Foundation Models for AI-Enabled Biological Design
Asher Moldwin, Amarda Shehu
TL;DR
This paper addresses how foundation models can enable AI-enabled biological design by surveying architecture families (Transformer, diffusion, and state-space models) and their applications to protein, small-molecule, and genomic sequence design. It provides a taxonomy of architectures, controllability methods (fine-tuning, conditional generation, RL, and post-generation filtering), and multi-modal integrations, highlighting concrete models and design objectives across CLMs, PLMs, and GLMs. Key contributions include a structured overview of model families, generation-control strategies, and open problems with actionable directions for future work, such as domain-specific self-supervised objectives and standardized benchmarks. The work underlines the high practical impact of FM-enabled design for drug discovery, synthetic biology, and genetic engineering, while stressing the need for standardization and rigorous evaluation as the field matures.
Abstract
This paper surveys foundation models for AI-enabled biological design, focusing on recent developments in applying large-scale, self-supervised models to tasks such as protein engineering, small molecule design, and genomic sequence design.
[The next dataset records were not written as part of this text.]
//! Database Repositories
//!
//! Typed data-access layer for item master data and the audit event log.
//! Each repository owns a pool handle and validates its inputs before
//! touching the store. Transactional multi-table writes live in the
//! application services; `EventLogRepository::append_in_tx` lets them reuse
//! the event insert inside their own transaction.

use super::models::{EventRecord, ItemRecord, ItemSummary};
use super::{DatabaseError, DbPool};
use chrono::Utc;
use sqlx::SqliteConnection;
use tracing::{debug, error};

/// Item master data repository (read-only; writes flow through movements)
pub struct ItemRepository {
    pool: DbPool,
}

impl ItemRepository {
    pub fn new(pool: DbPool) -> Self {
        Self { pool }
    }

    /// Board listing: id, sku, name, on_hand, reorder_point, ordered by id
    pub async fn list_summary(&self) -> Result<Vec<ItemSummary>, DatabaseError> {
        let records = sqlx::query_as::<_, ItemSummary>(
            "SELECT id, sku, name, on_hand, reorder_point FROM item ORDER BY id",
        )
        .fetch_all(&self.pool)
        .await
        .map_err(|e| {
            error!("Failed to list items: {}", e);
            DatabaseError::QueryError(format!("Failed to list items: {}", e))
        })?;

        Ok(records)
    }

    /// Full item rows ordered by id (planner input)
    pub async fn list_all(&self) -> Result<Vec<ItemRecord>, DatabaseError> {
        let records = sqlx::query_as::<_, ItemRecord>("SELECT * FROM item ORDER BY id")
            .fetch_all(&self.pool)
            .await
            .map_err(|e| {
                error!("Failed to list items: {}", e);
                DatabaseError::QueryError(format!("Failed to list items: {}", e))
            })?;

        Ok(records)
    }

    /// Get item by ID
    pub async fn get(&self, id: i64) -> Result<Option<ItemRecord>, DatabaseError> {
        let record = sqlx::query_as::<_, ItemRecord>("SELECT * FROM item WHERE id = ?1")
            .bind(id)
            .fetch_optional(&self.pool)
            .await
            .map_err(|e| {
                error!("Failed to get item {}: {}", id, e);
                DatabaseError::QueryError(format!("Failed to get item: {}", e))
            })?;

        Ok(record)
    }
}

/// Append-only audit event log repository
pub struct EventLogRepository {
    pool: DbPool,
}

impl EventLogRepository {
    pub fn new(pool: DbPool) -> Self {
        Self { pool }
    }

    /// Append an event. The payload is opaque structured data; no schema is
    /// enforced.
    pub async fn append(
        &self,
        actor: &str,
        event_type: &str,
        payload: &serde_json::Value,
    ) -> Result<EventRecord, DatabaseError> {
        let mut conn = self.pool.acquire().await?;
        Self::append_in_tx(&mut conn, actor, event_type, payload).await
    }

    /// Append an event on an existing connection, typically inside a
    /// caller-owned transaction so the event commits together with the state
    /// change it records.
    pub async fn append_in_tx(
        conn: &mut SqliteConnection,
        actor: &str,
        event_type: &str,
        payload: &serde_json::Value,
    ) -> Result<EventRecord, DatabaseError> {
        let payload_json = serde_json::to_string(payload)
            .map_err(|e| DatabaseError::QueryError(format!("Failed to serialize payload: {}", e)))?;

        let record = sqlx::query_as::<_, EventRecord>(
            r#"
            INSERT INTO event_log (ts, actor, event_type, payload_json)
            VALUES (?1, ?2, ?3, ?4)
            RETURNING *
            "#,
        )
        .bind(Utc::now())
        .bind(actor)
        .bind(event_type)
        .bind(&payload_json)
        .fetch_one(conn)
        .await
        .map_err(|e| {
            error!("Failed to append event: {}", e);
            DatabaseError::QueryError(format!("Failed to append event: {}", e))
        })?;

        debug!("Appended event: {} by {}", record.event_type, record.actor);
        Ok(record)
    }

    /// Get recent events, newest first
    pub async fn recent(&self, limit: i64) -> Result<Vec<EventRecord>, DatabaseError> {
        let records = sqlx::query_as::<_, EventRecord>(
            "SELECT * FROM event_log ORDER BY id DESC LIMIT ?1",
        )
        .bind(limit)
        .fetch_all(&self.pool)
        .await
        .map_err(|e| {
            error!("Failed to get recent events: {}", e);
            DatabaseError::QueryError(format!("Failed to get recent events: {}", e))
        })?;

        Ok(records)
    }
}

#[cfg(test)]
mod tests {
    use super::*;
    use crate::persistence::{init_database, seed_demo_items};

    #[tokio::test]
    async fn test_item_listing_ordered_by_id() {
        let pool = init_database("sqlite::memory:").await.unwrap();
        seed_demo_items(&pool).await.unwrap();
        let repo = ItemRepository::new(pool);

        let summary = repo.list_summary().await.unwrap();
        assert_eq!(summary.len(), 3);
        assert_eq!(summary[0].sku, "FG-BOLT");
        assert_eq!(summary[1].sku, "FG-NUT");
        assert_eq!(summary[2].sku, "RM-STEEL");
        assert_eq!(summary[1].on_hand, 24);

        let full = repo.list_all().await.unwrap();
        assert_eq!(full[1].reorder_qty, 80);
        assert_eq!(full[1].safety_stock, 10);
    }

    #[tokio::test]
    async fn test_item_get_missing_is_none() {
        let pool = init_database("sqlite::memory:").await.unwrap();
        let repo = ItemRepository::new(pool);

        assert!(repo.get(42).await.unwrap().is_none());
    }

    #[tokio::test]
    async fn test_event_append_and_recent_desc() {
        let pool = init_database("sqlite::memory:").await.unwrap();
        let repo = EventLogRepository::new(pool);

        repo.append("sim", "TICK", &serde_json::json!({"note": "first"}))
            .await
            .unwrap();
        repo.append("planner", "PO_CREATED", &serde_json::json!({"po_id": 1}))
            .await
            .unwrap();

        let events = repo.recent(100).await.unwrap();
        assert_eq!(events.len(), 2);
        // Newest first
        assert_eq!(events[0].event_type, "PO_CREATED");
        assert_eq!(events[1].event_type, "TICK");
        assert_eq!(events[0].payload()["po_id"], 1);
    }

    #[tokio::test]
    async fn test_event_recent_respects_limit() {
        let pool = init_database("sqlite::memory:").await.unwrap();
        let repo = EventLogRepository::new(pool);

        for i in 0..5 {
            repo.append("sim", "TICK", &serde_json::json!({"i": i}))
                .await
                .unwrap();
        }

        let events = repo.recent(3).await.unwrap();
        assert_eq!(events.len(), 3);
        assert_eq!(events[0].payload()["i"], 4);
    }
}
Though this domain is evolving rapidly, this survey presents and discusses a taxonomy of current models and methods. The focus is on challenges and solutions in adapting these models for biological applications, including biological sequence modeling architectures, controllability in generation, and multi-modal integration. The survey concludes with a discussion of open problems and future directions, offering concrete next-steps to improve the quality of biological sequence generation.